If the carrier is offering a local affiliate, the station already would be required to offer alternative programming, and the DBS carrier would need to take no extra action. Only the few viewers in the market with over-the-air reception poor enough to entitle them to distant signals would need a sports program blacked out. DBS carriers say that provision would force them to create a cumbersome two-tiered screening process, first for homes ineligible for distant signals and then, within that subscriber group, for those within the team's blackout area.
"The commission ignored the complete lack of proportion between the formidable burden imposed on satellite carriers and the marginal 'benefits' conferred upon sports rights holders," EchoStar said in its comments.

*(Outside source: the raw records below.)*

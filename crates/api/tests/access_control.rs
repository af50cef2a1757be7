mod common;

use accessgate_api::engine::recorder::RecordAccess;
use accessgate_api::engine::release::CreateAccessRelease;
use accessgate_api::error::AppError;
use accessgate_core::directory::PUSH_ACCESS_ENTRY;
use accessgate_core::error::CoreError;
use accessgate_db::models::status::ReleaseStatus;
use assert_matches::assert_matches;
use chrono::{Duration as ChronoDuration, Utc};

use common::fakes::{ANA, BRUNO, HOST, LAB_DOOR, LOBBY, MAIN_GATE, TENANT};
use common::TestEngine;

fn attempt(person_id: i64, access_point_id: i64, direction: &str) -> RecordAccess {
    RecordAccess {
        person_id,
        access_point_id,
        direction: direction.into(),
        observation: None,
        responsible_id: None,
    }
}

fn activate_ana(harness: &TestEngine) -> i64 {
    let now = Utc::now();
    harness
        .fakes
        .store
        .insert_release(
            ANA,
            ReleaseStatus::Active,
            now - ChronoDuration::hours(1),
            now + ChronoDuration::hours(4),
        )
        .id
}

#[tokio::test]
async fn entry_is_recorded_with_snapshots_and_notifies_the_host() {
    let harness = TestEngine::new();
    let release_id = activate_ana(&harness);

    let mut input = attempt(ANA, MAIN_GATE, "entry");
    input.observation = Some("Carrying a laptop".into());
    let record = harness
        .engine
        .recorder
        .record(TENANT, Some(HOST), input)
        .await
        .unwrap();

    assert_eq!(record.release_id, release_id);
    assert_eq!(record.person.0.name, "Ana");
    assert_eq!(record.access_point.0.name, "Main gate");
    assert_eq!(record.access_point.0.area.name, "Lobby");
    assert_eq!(record.responsible.as_ref().map(|r| r.0.id), Some(HOST));
    assert_eq!(record.observation.as_deref(), Some("Carrying a laptop"));

    let sent = harness.fakes.notifier.sent.lock().unwrap().clone();
    assert_eq!(sent.len(), 1);
    assert_eq!(sent[0].kind, PUSH_ACCESS_ENTRY);
    assert_eq!(sent[0].recipient_id, HOST);
    assert_eq!(sent[0].payload["access_control_id"], record.id);
}

#[tokio::test]
async fn exit_is_recorded_without_notification() {
    let harness = TestEngine::new();
    activate_ana(&harness);

    harness
        .engine
        .recorder
        .record(TENANT, None, attempt(ANA, MAIN_GATE, "exit"))
        .await
        .unwrap();

    assert_eq!(harness.fakes.store.controls().len(), 1);
    assert!(harness.fakes.notifier.sent.lock().unwrap().is_empty());
}

#[tokio::test]
async fn attempt_without_active_release_revokes_in_background() {
    let harness = TestEngine::new();

    let err = harness
        .engine
        .recorder
        .record(TENANT, None, attempt(BRUNO, MAIN_GATE, "entry"))
        .await
        .unwrap_err();
    harness.settle().await;

    assert_matches!(
        err,
        AppError::Core(CoreError::NotFound { entity: "ActiveAccessRelease", id: BRUNO })
    );
    assert!(harness.fakes.store.controls().is_empty());
    assert_eq!(
        harness.fakes.gateway.removed_ips(),
        vec!["10.0.0.70", "10.0.0.71", "10.0.0.80"]
    );
}

#[tokio::test]
async fn point_outside_the_release_scope_is_a_conflict() {
    let harness = TestEngine::new();
    activate_ana(&harness);

    let err = harness
        .engine
        .recorder
        .record(TENANT, None, attempt(ANA, LAB_DOOR, "entry"))
        .await
        .unwrap_err();

    assert_matches!(err, AppError::Core(CoreError::Conflict(_)));
    assert!(harness.fakes.store.controls().is_empty());
}

#[tokio::test]
async fn invalid_direction_is_rejected() {
    let harness = TestEngine::new();
    activate_ana(&harness);

    let err = harness
        .engine
        .recorder
        .record(TENANT, None, attempt(ANA, MAIN_GATE, "sideways"))
        .await
        .unwrap_err();

    assert_matches!(err, AppError::Core(CoreError::Validation(_)));
}

#[tokio::test]
async fn records_are_listed_per_release() {
    let harness = TestEngine::new();
    let release_id = activate_ana(&harness);
    for direction in ["entry", "exit"] {
        harness
            .engine
            .recorder
            .record(TENANT, None, attempt(ANA, MAIN_GATE, direction))
            .await
            .unwrap();
    }

    let listed = harness
        .engine
        .recorder
        .list(
            TENANT,
            &accessgate_db::models::access_control::AccessControlListQuery {
                release_id: Some(release_id),
                ..Default::default()
            },
        )
        .await
        .unwrap();
    assert_eq!(listed.len(), 2);
}

#[tokio::test]
async fn regular_release_allows_repeated_entries() {
    let harness = TestEngine::new();
    let release_id = activate_ana(&harness);

    for direction in ["entry", "exit", "entry"] {
        harness
            .engine
            .recorder
            .record(TENANT, None, attempt(ANA, MAIN_GATE, direction))
            .await
            .unwrap();
    }

    assert_eq!(harness.fakes.store.controls().len(), 3);
    assert!(harness.fakes.store.release(release_id).is_active());
}

#[tokio::test]
async fn single_access_release_admits_one_entry_and_ends_on_exit() {
    let harness = TestEngine::new();
    let release = harness
        .engine
        .releases
        .create(
            TENANT,
            None,
            CreateAccessRelease {
                person_id: ANA,
                responsible_id: Some(HOST),
                area_ids: vec![LOBBY],
                access_point_id: Some(MAIN_GATE),
                release_type: "qr-code".into(),
                init_date: None,
                end_date: None,
                expiring_minutes: None,
                single_access: true,
                work_schedule_codes: vec![],
            },
        )
        .await
        .unwrap();
    harness.settle().await;
    let recorder = &harness.engine.recorder;

    recorder
        .record(TENANT, None, attempt(ANA, MAIN_GATE, "entry"))
        .await
        .unwrap();
    let err = recorder
        .record(TENANT, None, attempt(ANA, MAIN_GATE, "entry"))
        .await
        .unwrap_err();
    assert_matches!(err, AppError::Core(CoreError::Conflict(_)));
    assert!(harness.fakes.gateway.removed_ips().is_empty());

    recorder
        .record(TENANT, Some(HOST), attempt(ANA, MAIN_GATE, "exit"))
        .await
        .unwrap();
    harness.settle().await;

    let ended = harness.fakes.store.release(release.id);
    assert_eq!(ended.status_id, ReleaseStatus::Expired.id());
    assert_eq!(ended.actions.0.last().map(|a| a.action.as_str()), Some("expire"));
    assert_eq!(ended.actions.0.last().and_then(|a| a.actor), Some(HOST));
    // Every gate device except the general exit.
    assert_eq!(
        harness.fakes.gateway.removed_ips(),
        vec!["10.0.0.70", "10.0.0.71", "10.0.0.80"]
    );
    assert_eq!(harness.fakes.store.controls().len(), 2);

    let err = recorder
        .record(TENANT, None, attempt(ANA, MAIN_GATE, "entry"))
        .await
        .unwrap_err();
    assert_matches!(err, AppError::Core(CoreError::NotFound { .. }));
}
//! Access-release lifecycle rules.
//!
//! Pure functions and constants shared by the repository layer, the
//! lifecycle engine, and the scheduler. Nothing here touches the database
//! or the network.

use chrono::Duration;
use serde::{Deserialize, Serialize};

use crate::error::CoreError;
use crate::types::{DbId, Timestamp};

// ---------------------------------------------------------------------------
// Release types
// ---------------------------------------------------------------------------

pub const RELEASE_TYPE_MANUAL: &str = "manual";
pub const RELEASE_TYPE_FACIAL: &str = "facial";
pub const RELEASE_TYPE_QR_CODE: &str = "qr-code";
pub const RELEASE_TYPE_INVITE: &str = "invite";

const VALID_RELEASE_TYPES: &[&str] = &[
    RELEASE_TYPE_MANUAL,
    RELEASE_TYPE_FACIAL,
    RELEASE_TYPE_QR_CODE,
    RELEASE_TYPE_INVITE,
];

/// Reject release types the equipment vendors do not understand.
pub fn validate_release_type(release_type: &str) -> Result<(), CoreError> {
    if VALID_RELEASE_TYPES.contains(&release_type) {
        Ok(())
    } else {
        Err(CoreError::Validation(format!(
            "Unknown release type '{release_type}'. Expected one of: {}",
            VALID_RELEASE_TYPES.join(", ")
        )))
    }
}

// ---------------------------------------------------------------------------
// Audit actions
// ---------------------------------------------------------------------------

pub const ACTION_CREATE: &str = "create";
pub const ACTION_UPDATE: &str = "update";
pub const ACTION_ACTIVATE: &str = "activate";
pub const ACTION_EXPIRE: &str = "expire";
pub const ACTION_CONFLICT: &str = "conflict";
pub const ACTION_DELETE: &str = "delete";

/// One entry of a release's append-only `actions` log.
#[derive(Debug, Clone, PartialEq, Eq, Serialize, Deserialize)]
pub struct ReleaseAction {
    pub action: String,
    pub date: Timestamp,
    /// `None` when the transition was driven by the scheduler.
    pub actor: Option<DbId>,
}

impl ReleaseAction {
    pub fn new(action: &str, date: Timestamp, actor: Option<DbId>) -> Self {
        Self {
            action: action.to_string(),
            date,
            actor,
        }
    }
}

// ---------------------------------------------------------------------------
// State machine
// ---------------------------------------------------------------------------

/// Release status IDs matching `release_statuses` seed data.
pub mod state_machine {
    pub const SCHEDULED: i16 = 1;
    pub const ACTIVE: i16 = 2;
    pub const EXPIRED: i16 = 3;
    pub const DISABLED: i16 = 4;
    pub const CONFLICT: i16 = 5;
    pub const DELETED: i16 = 6;

    /// Returns the set of valid target status IDs reachable from `from_status`.
    pub fn valid_transitions(from_status: i16) -> &'static [i16] {
        match from_status {
            SCHEDULED => &[ACTIVE, EXPIRED, DISABLED, CONFLICT, DELETED],
            ACTIVE => &[EXPIRED, DISABLED, DELETED],
            // Ended releases can still be removed from listings.
            EXPIRED | DISABLED | CONFLICT => &[DELETED],
            DELETED => &[],
            _ => &[],
        }
    }

    pub fn can_transition(from: i16, to: i16) -> bool {
        valid_transitions(from).contains(&to)
    }

    /// Validate a state transition, returning an error message for invalid ones.
    pub fn validate_transition(from: i16, to: i16) -> Result<(), String> {
        if can_transition(from, to) {
            Ok(())
        } else {
            Err(format!(
                "Invalid transition: {} ({from}) -> {} ({to})",
                status_name(from),
                status_name(to)
            ))
        }
    }

    /// A release in one of these statuses will never grant access again.
    pub fn is_ended(status: i16) -> bool {
        matches!(status, EXPIRED | DISABLED | CONFLICT | DELETED)
    }

    pub fn status_name(id: i16) -> &'static str {
        match id {
            SCHEDULED => "Scheduled",
            ACTIVE => "Active",
            EXPIRED => "Expired",
            DISABLED => "Disabled",
            CONFLICT => "Conflict",
            DELETED => "Deleted",
            _ => "Unknown",
        }
    }
}

// ---------------------------------------------------------------------------
// Date policy
// ---------------------------------------------------------------------------

/// Default schedule code every tenant is seeded with.
pub const DEFAULT_WORK_SCHEDULE_CODE: i32 = 1;

/// Default validity when neither an end date nor an expiring time is given.
pub const DEFAULT_VALIDITY_HOURS: i64 = 24;

/// Longest configurable default validity (one leap year).
pub const MAX_VALIDITY_HOURS: i64 = 24 * 366;

/// Longest `expiring_minutes` a request may ask for (one year).
pub const MAX_EXPIRING_MINUTES: i64 = 525_600;

/// Tenant-level defaults applied when a release omits optional fields.
#[derive(Debug, Clone)]
pub struct ReleasePolicy {
    pub default_validity: Duration,
    pub default_work_schedule_code: i32,
}

impl Default for ReleasePolicy {
    fn default() -> Self {
        Self {
            default_validity: Duration::hours(DEFAULT_VALIDITY_HOURS),
            default_work_schedule_code: DEFAULT_WORK_SCHEDULE_CODE,
        }
    }
}

impl ReleasePolicy {
    /// Build a policy from configured values, rejecting validities outside
    /// `1..=MAX_VALIDITY_HOURS`.
    pub fn new(validity_hours: i64, default_work_schedule_code: i32) -> Result<Self, CoreError> {
        if !(1..=MAX_VALIDITY_HOURS).contains(&validity_hours) {
            return Err(CoreError::Validation(format!(
                "Default validity must be between 1 and {MAX_VALIDITY_HOURS} hours, got {validity_hours}"
            )));
        }
        Ok(Self {
            default_validity: Duration::hours(validity_hours),
            default_work_schedule_code,
        })
    }

    /// Empty schedule lists fall back to the tenant default code.
    pub fn work_schedule_codes(&self, requested: &[i32]) -> Vec<i32> {
        if requested.is_empty() {
            vec![self.default_work_schedule_code]
        } else {
            requested.to_vec()
        }
    }

    /// Compute the `(init, end)` window for a new release.
    ///
    /// `init` defaults to `now`. `end` defaults to `init + expiring_minutes`
    /// when an expiring time is supplied, otherwise to `init` plus the
    /// default validity. An explicit `end` earlier than `init` is rejected,
    /// never corrected.
    pub fn resolve_window(
        &self,
        now: Timestamp,
        init: Option<Timestamp>,
        end: Option<Timestamp>,
        expiring_minutes: Option<i64>,
    ) -> Result<(Timestamp, Timestamp), CoreError> {
        let init = init.unwrap_or(now);
        let end = match (end, expiring_minutes) {
            (Some(end), _) => end,
            (None, Some(minutes)) if (1..=MAX_EXPIRING_MINUTES).contains(&minutes) => {
                extend(init, Duration::minutes(minutes))?
            }
            (None, Some(minutes)) => {
                return Err(CoreError::Validation(format!(
                    "expiring_minutes must be between 1 and {MAX_EXPIRING_MINUTES}, got {minutes}"
                )))
            }
            (None, None) => extend(init, self.default_validity)?,
        };
        validate_date_range(init, end)?;
        Ok((init, end))
    }
}

fn extend(init: Timestamp, validity: Duration) -> Result<Timestamp, CoreError> {
    init.checked_add_signed(validity).ok_or_else(|| {
        CoreError::Validation(format!("init_date {init} plus validity is out of range"))
    })
}

/// `end_date >= init_date` must hold for every release.
pub fn validate_date_range(init: Timestamp, end: Timestamp) -> Result<(), CoreError> {
    if end < init {
        return Err(CoreError::Validation(format!(
            "end_date ({end}) must not be before init_date ({init})"
        )));
    }
    Ok(())
}

/// An invitation accepted late never starts in the past.
pub fn invitation_init_date(now: Timestamp, invitation_init: Option<Timestamp>) -> Timestamp {
    match invitation_init {
        Some(init) if init > now => init,
        _ => now,
    }
}

/// Closed-interval overlap test for two release windows.
pub fn windows_overlap(a: (Timestamp, Timestamp), b: (Timestamp, Timestamp)) -> bool {
    a.0 <= b.1 && b.0 <= a.1
}

/// IDs of the existing windows that overlap `candidate`.
pub fn overlapping(
    existing: &[(DbId, Timestamp, Timestamp)],
    candidate: (Timestamp, Timestamp),
) -> Vec<DbId> {
    existing
        .iter()
        .filter(|(_, init, end)| windows_overlap((*init, *end), candidate))
        .map(|(id, _, _)| *id)
        .collect()
}
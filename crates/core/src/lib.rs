//! Domain rules for access releases and equipment synchronization.
//!
//! This crate has no internal dependencies so the repository layer, the
//! equipment client and the API server can all share it.

pub mod access_control;
pub mod directory;
pub mod error;
pub mod release;
pub mod scheduling;
pub mod sync;
pub mod types;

DBS carriers say the FCC should have used the discretion Congress provided to exempt network signals. Because superstations aren't covered by the local-into-local rules, DBS carriers are complaining about how the general blackout requirement would be applied to them.
But they do say both network and superstation sports coverage would be hurt by a provision that requires them to honor blackouts of rescheduled athletic events as long as notice is given within 48 hours of the time change, no matter how close the game day. The satellite companies say they need a long lag time to adjust for schedule changes on both networks and superstations: 60 days.
Finally, the DBS carriers are complaining that they have only 120 days to carry out the new rules.
Sports organizations, on the other hand, say the FCC rules are too lenient.
They say, in some cases, home teams may not be able to protect their exclusive rights when parts of the rule's local 35-mile protected zone also fall into the outer portion of a superstation's traditional coverage area. That means Chicago superstation WGN may be able to carry Milwaukee Bucks or Brewers into some blacked-out portions of Wisconsin markets when those teams play home games against the Chicago Bulls or Cubs.
The leagues also say requiring them to notify carriers within 48 hours of any schedule change will force an array of announcements that ultimately will confuse carriers.
"The Commission's apparent effort to 'give' something to the satellite carriers ... would create more problems for the carriers, to say nothing of creating considerable additional unnecessary work for the leagues," wrote Washington attorney Philip Hochberg on behalf of the NBA, NFL, NHL and the NCAA's Division 1-A schools.